Task directions:
Note each line in the data holding the string "NaiveDate" and report it.

Supplied information:
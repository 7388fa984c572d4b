use thiserror::Error;

/// Error types shared by the rate pipeline.
///
/// Most variants describe expected conditions that a component recovers from
/// locally (an absent rate, a missing model). Only `Storage` is meant to reach
/// the caller as a hard failure.
#[derive(Error, Debug)]
pub enum FxError {
    #[error("Data unavailable: {0}")]
    DataUnavailable(String),

    #[error("Insufficient history: need {required} observations, got {available}")]
    InsufficientHistory { required: usize, available: usize },

    #[error("Model unavailable: {0}")]
    ModelUnavailable(String),

    #[error("Malformed cache entry {key}: {reason}")]
    MalformedCacheEntry { key: String, reason: String },

    #[error("Storage error: {0}")]
    Storage(String),

    #[error(transparent)]
    Reqwest(#[from] reqwest::Error),

    #[error(transparent)]
    SerdeJson(#[from] serde_json::Error),

    #[error(transparent)]
    Xml(#[from] quick_xml::de::DeError),

    #[error(transparent)]
    Io(#[from] std::io::Error),
}

impl FxError {
    /// Whether this error is one of the recoverable conditions that should
    /// surface as "absent" rather than propagate.
    pub fn is_recoverable(&self) -> bool {
        !matches!(self, FxError::Storage(_) | FxError::Io(_))
    }
}

pub type Result<T> = std::result::Result<T, FxError>;
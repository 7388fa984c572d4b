//! File-based cache store.
//!
//! One JSON document per key under a cache directory, e.g.
//! `cache/2024-01-10.json`. Historical rates never change so files are
//! never expired or cleaned up.

use crate::error::{FxError, Result};
use crate::services::CacheStore;
use std::fs;
use std::io::ErrorKind;
use std::path::{Path, PathBuf};
use tracing::debug;

/// File-based cache store.
pub struct FileStore {
    cache_dir: PathBuf,
}

impl FileStore {
    /// Open a store rooted at `cache_dir`, creating the directory if needed.
    pub fn new(cache_dir: impl Into<PathBuf>) -> Result<Self> {
        let cache_dir = cache_dir.into();
        fs::create_dir_all(&cache_dir).map_err(|e| {
            FxError::Storage(format!(
                "Failed to create cache directory {}: {}",
                cache_dir.display(),
                e
            ))
        })?;
        Ok(Self { cache_dir })
    }

    pub fn cache_dir(&self) -> &Path {
        &self.cache_dir
    }

    /// Get the cache file path for a key.
    fn get_path(&self, key: &str) -> PathBuf {
        // Sanitize key for filesystem
        let safe_key = key.replace(['/', '\\', ':', '*', '?', '"', '<', '>', '|'], "_");
        self.cache_dir.join(format!("{}.json", safe_key))
    }
}

impl CacheStore for FileStore {
    fn get(&self, key: &str) -> Result<Option<String>> {
        let path = self.get_path(key);

        match fs::read_to_string(&path) {
            Ok(content) => Ok(Some(content)),
            Err(e) if e.kind() == ErrorKind::NotFound => Ok(None),
            // Undecodable bytes are a damaged entry, not an unreadable medium.
            Err(e) if e.kind() == ErrorKind::InvalidData => Ok(Some(String::new())),
            Err(e) => Err(FxError::Storage(format!(
                "Failed to read {}: {}",
                path.display(),
                e
            ))),
        }
    }

    fn put(&self, key: &str, document: &str) -> Result<()> {
        let path = self.get_path(key);

        fs::write(&path, document).map_err(|e| {
            FxError::Storage(format!("Failed to write {}: {}", path.display(), e))
        })?;
        debug!("Cached {} to disk", key);
        Ok(())
    }

    fn exists(&self, key: &str) -> bool {
        self.get_path(key).exists()
    }
}
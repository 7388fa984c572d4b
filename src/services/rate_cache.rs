use crate::error::{FxError, Result};
use crate::services::CacheStore;
use crate::sources::RateSource;
use crate::types::{date_key, RateTable};
use chrono::NaiveDate;
use std::sync::Arc;
use tracing::{debug, warn};

/// Per-date rate table cache in front of an upstream rate source.
///
/// Once a date is stored it is the single source of truth for that date:
/// the upstream is never asked again, even if the stored table lacks the
/// requested currency.
pub struct RateCache {
    source: Arc<dyn RateSource>,
    store: Arc<dyn CacheStore>,
}

impl RateCache {
    /// Create a new rate cache.
    pub fn new(source: Arc<dyn RateSource>, store: Arc<dyn CacheStore>) -> Self {
        Self { source, store }
    }

    /// Read the stored table for a date.
    ///
    /// A document that fails to parse is reported and treated as a miss so
    /// that the caller refetches and overwrites it.
    fn load_cached(&self, date: NaiveDate) -> Result<Option<RateTable>> {
        let key = date_key(date);
        let Some(document) = self.store.get(&key)? else {
            return Ok(None);
        };

        match serde_json::from_str::<RateTable>(&document) {
            Ok(table) if table.is_empty() => {
                debug!("Empty cache entry {}; refetching", key);
                Ok(None)
            }
            Ok(table) => Ok(Some(table)),
            Err(e) => {
                let err = FxError::MalformedCacheEntry {
                    key,
                    reason: e.to_string(),
                };
                warn!("{}; refetching", err);
                Ok(None)
            }
        }
    }

    /// Full rate table for a date, fetching and persisting it on a miss.
    pub async fn table(&self, date: NaiveDate) -> Result<RateTable> {
        if let Some(table) = self.load_cached(date)? {
            return Ok(table);
        }

        debug!("Cache miss for {}, fetching from {}", date, self.source.name());
        let fetched = self.source.fetch_day(date).await.map_err(|e| {
            warn!("Failed to fetch rates for {} from {}: {}", date, self.source.name(), e);
            match e {
                FxError::DataUnavailable(_) => e,
                other => FxError::DataUnavailable(format!(
                    "{} fetch for {} failed: {}",
                    self.source.name(),
                    date,
                    other
                )),
            }
        })?;

        // Empty tables are never stored.
        if fetched.is_empty() {
            return Err(FxError::DataUnavailable(format!(
                "{} returned no usable quotes for {}",
                self.source.name(),
                date
            )));
        }

        let document = serde_json::to_string(&fetched)?;
        self.store.put(&date_key(date), &document)?;

        // Re-read so the first answer goes through the same decode path as
        // every later one.
        Ok(self.load_cached(date)?.unwrap_or(fetched))
    }

    /// Rate for a currency on a date, or the reason it could not be resolved.
    pub async fn lookup(&self, date: NaiveDate, currency: &str) -> Result<f64> {
        let table = self.table(date).await?;
        table.get(currency).ok_or_else(|| {
            FxError::DataUnavailable(format!("no {} quote on {}", currency.to_uppercase(), date))
        })
    }

    /// Rate for a currency on a date.
    ///
    /// Returns `Ok(None)` for every recoverable condition (upstream failure,
    /// currency not quoted). Only storage failures are returned as errors.
    pub async fn get_rate(&self, date: NaiveDate, currency: &str) -> Result<Option<f64>> {
        match self.lookup(date, currency).await {
            Ok(rate) => Ok(Some(rate)),
            Err(e) if e.is_recoverable() => {
                debug!("Rate absent: {}", e);
                Ok(None)
            }
            Err(e) => Err(e),
        }
    }
}
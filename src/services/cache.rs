use crate::error::Result;
use dashmap::DashMap;

/// Persistent key -> document store backing the rate cache.
///
/// Keys are ISO calendar dates; documents are serialized rate tables.
/// Entries are never expired.
pub trait CacheStore: Send + Sync {
    /// Read a document. `Ok(None)` when the key has never been written.
    fn get(&self, key: &str) -> Result<Option<String>>;

    /// Write (or overwrite) a document.
    fn put(&self, key: &str, document: &str) -> Result<()>;

    /// Check if a document exists for the key.
    fn exists(&self, key: &str) -> bool;
}

/// A thread-safe in-memory store.
#[derive(Default)]
pub struct MemoryStore {
    data: DashMap<String, String>,
}

impl MemoryStore {
    pub fn new() -> Self {
        Self {
            data: DashMap::new(),
        }
    }

    /// Number of stored documents.
    pub fn len(&self) -> usize {
        self.data.len()
    }

    pub fn is_empty(&self) -> bool {
        self.data.is_empty()
    }
}

impl CacheStore for MemoryStore {
    fn get(&self, key: &str) -> Result<Option<String>> {
        Ok(self.data.get(key).map(|entry| entry.value().clone()))
    }

    fn put(&self, key: &str, document: &str) -> Result<()> {
        self.data.insert(key.to_string(), document.to_string());
        Ok(())
    }

    fn exists(&self, key: &str) -> bool {
        self.data.contains_key(key)
    }
}
//! Momentum oscillator (RSI-like).

/// Neutral reading returned when there is not enough history.
pub const NEUTRAL_MOMENTUM: f64 = 50.0;

/// Period used by the feature pipeline.
pub const DEFAULT_MOMENTUM_PERIOD: usize = 5;

/// Momentum oscillator over the last `period + 1` rates.
///
/// Compares the average gain with the average loss of the last `period`
/// steps. Values range from 0-100:
/// - Below 30: Oversold
/// - Above 70: Overbought
///
/// Uses simple averages (no Wilder smoothing). With fewer than
/// `period + 1` rates, or a zero period, returns the neutral 50.0.
pub fn momentum_oscillator(rates: &[f64], period: usize) -> f64 {
    if period == 0 || rates.len() < period + 1 {
        return NEUTRAL_MOMENTUM;
    }

    let window = &rates[rates.len() - (period + 1)..];
    let mut gains = 0.0;
    let mut losses = 0.0;

    for pair in window.windows(2) {
        let change = pair[1] - pair[0];
        if change > 0.0 {
            gains += change;
        } else if change < 0.0 {
            losses -= change;
        }
    }

    let avg_gain = gains / period as f64;
    let avg_loss = losses / period as f64;

    if avg_loss == 0.0 {
        return 100.0;
    }
    if avg_gain == 0.0 {
        return 0.0;
    }

    let rs = avg_gain / avg_loss;
    100.0 - (100.0 / (1.0 + rs))
}

#[cfg(test)]
mod tests {
    use super::*;

    #[test]
    fn test_insufficient_data_is_neutral() {
        assert_eq!(momentum_oscillator(&[], 5), 50.0);
        assert_eq!(momentum_oscillator(&[1.0, 2.0, 3.0, 4.0, 5.0], 5), 50.0);
    }

    #[test]
    fn test_zero_period_is_neutral() {
        assert_eq!(momentum_oscillator(&[1.0, 2.0], 0), 50.0);
    }

    #[test]
    fn test_only_gains() {
        let rates = [1.0, 2.0, 3.0, 4.0, 5.0, 6.0];
        assert_eq!(momentum_oscillator(&rates, 5), 100.0);
    }

    #[test]
    fn test_only_losses() {
        let rates = [6.0, 5.0, 4.0, 3.0, 2.0, 1.0];
        assert_eq!(momentum_oscillator(&rates, 5), 0.0);
    }

    #[test]
    fn test_flat_series_reads_as_maximal() {
        // No losses is checked before no gains.
        let rates = [2.0; 6];
        assert_eq!(momentum_oscillator(&rates, 5), 100.0);
    }

    #[test]
    fn test_mixed_changes() {
        // gains 2 + 1 = 3, losses 1 + 1 = 2 -> rs 1.5 -> 60
        let rates = [10.0, 12.0, 11.0, 12.0, 11.0];
        let value = momentum_oscillator(&rates, 4);
        assert!((value - 60.0).abs() < 1e-9, "got {}", value);
    }

    #[test]
    fn test_uses_only_last_window() {
        // A big early drop outside the window must not count.
        let rates = [100.0, 1.0, 2.0, 3.0, 4.0, 5.0, 6.0];
        assert_eq!(momentum_oscillator(&rates, 5), 100.0);
    }

    #[test]
    fn test_value_range() {
        let rates = [1.0, 1.3, 0.9, 1.7, 1.2, 1.25, 0.8, 1.9];
        for period in 1..rates.len() {
            let v = momentum_oscillator(&rates, period);
            assert!((0.0..=100.0).contains(&v), "period {} gave {}", period, v);
        }
    }
}
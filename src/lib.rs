//! fxtrend - Daily exchange-rate history, trend verdicts and advisories

pub mod config;
pub mod error;
pub mod services;
pub mod sources;
pub mod types;

pub use config::Config;
pub use error::{FxError, Result};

Written solution:
use chrono::NaiveDate;
    fn load_cached(&self, date: NaiveDate) -> Result<Option<RateTable>> {
    pub async fn table(&self, date: NaiveDate) -> Result<RateTable> {
    pub async fn lookup(&self, date: NaiveDate, currency: &str) -> Result<f64> {
    pub async fn get_rate(&self, date: NaiveDate, currency: &str) -> Result<Option<f64>> {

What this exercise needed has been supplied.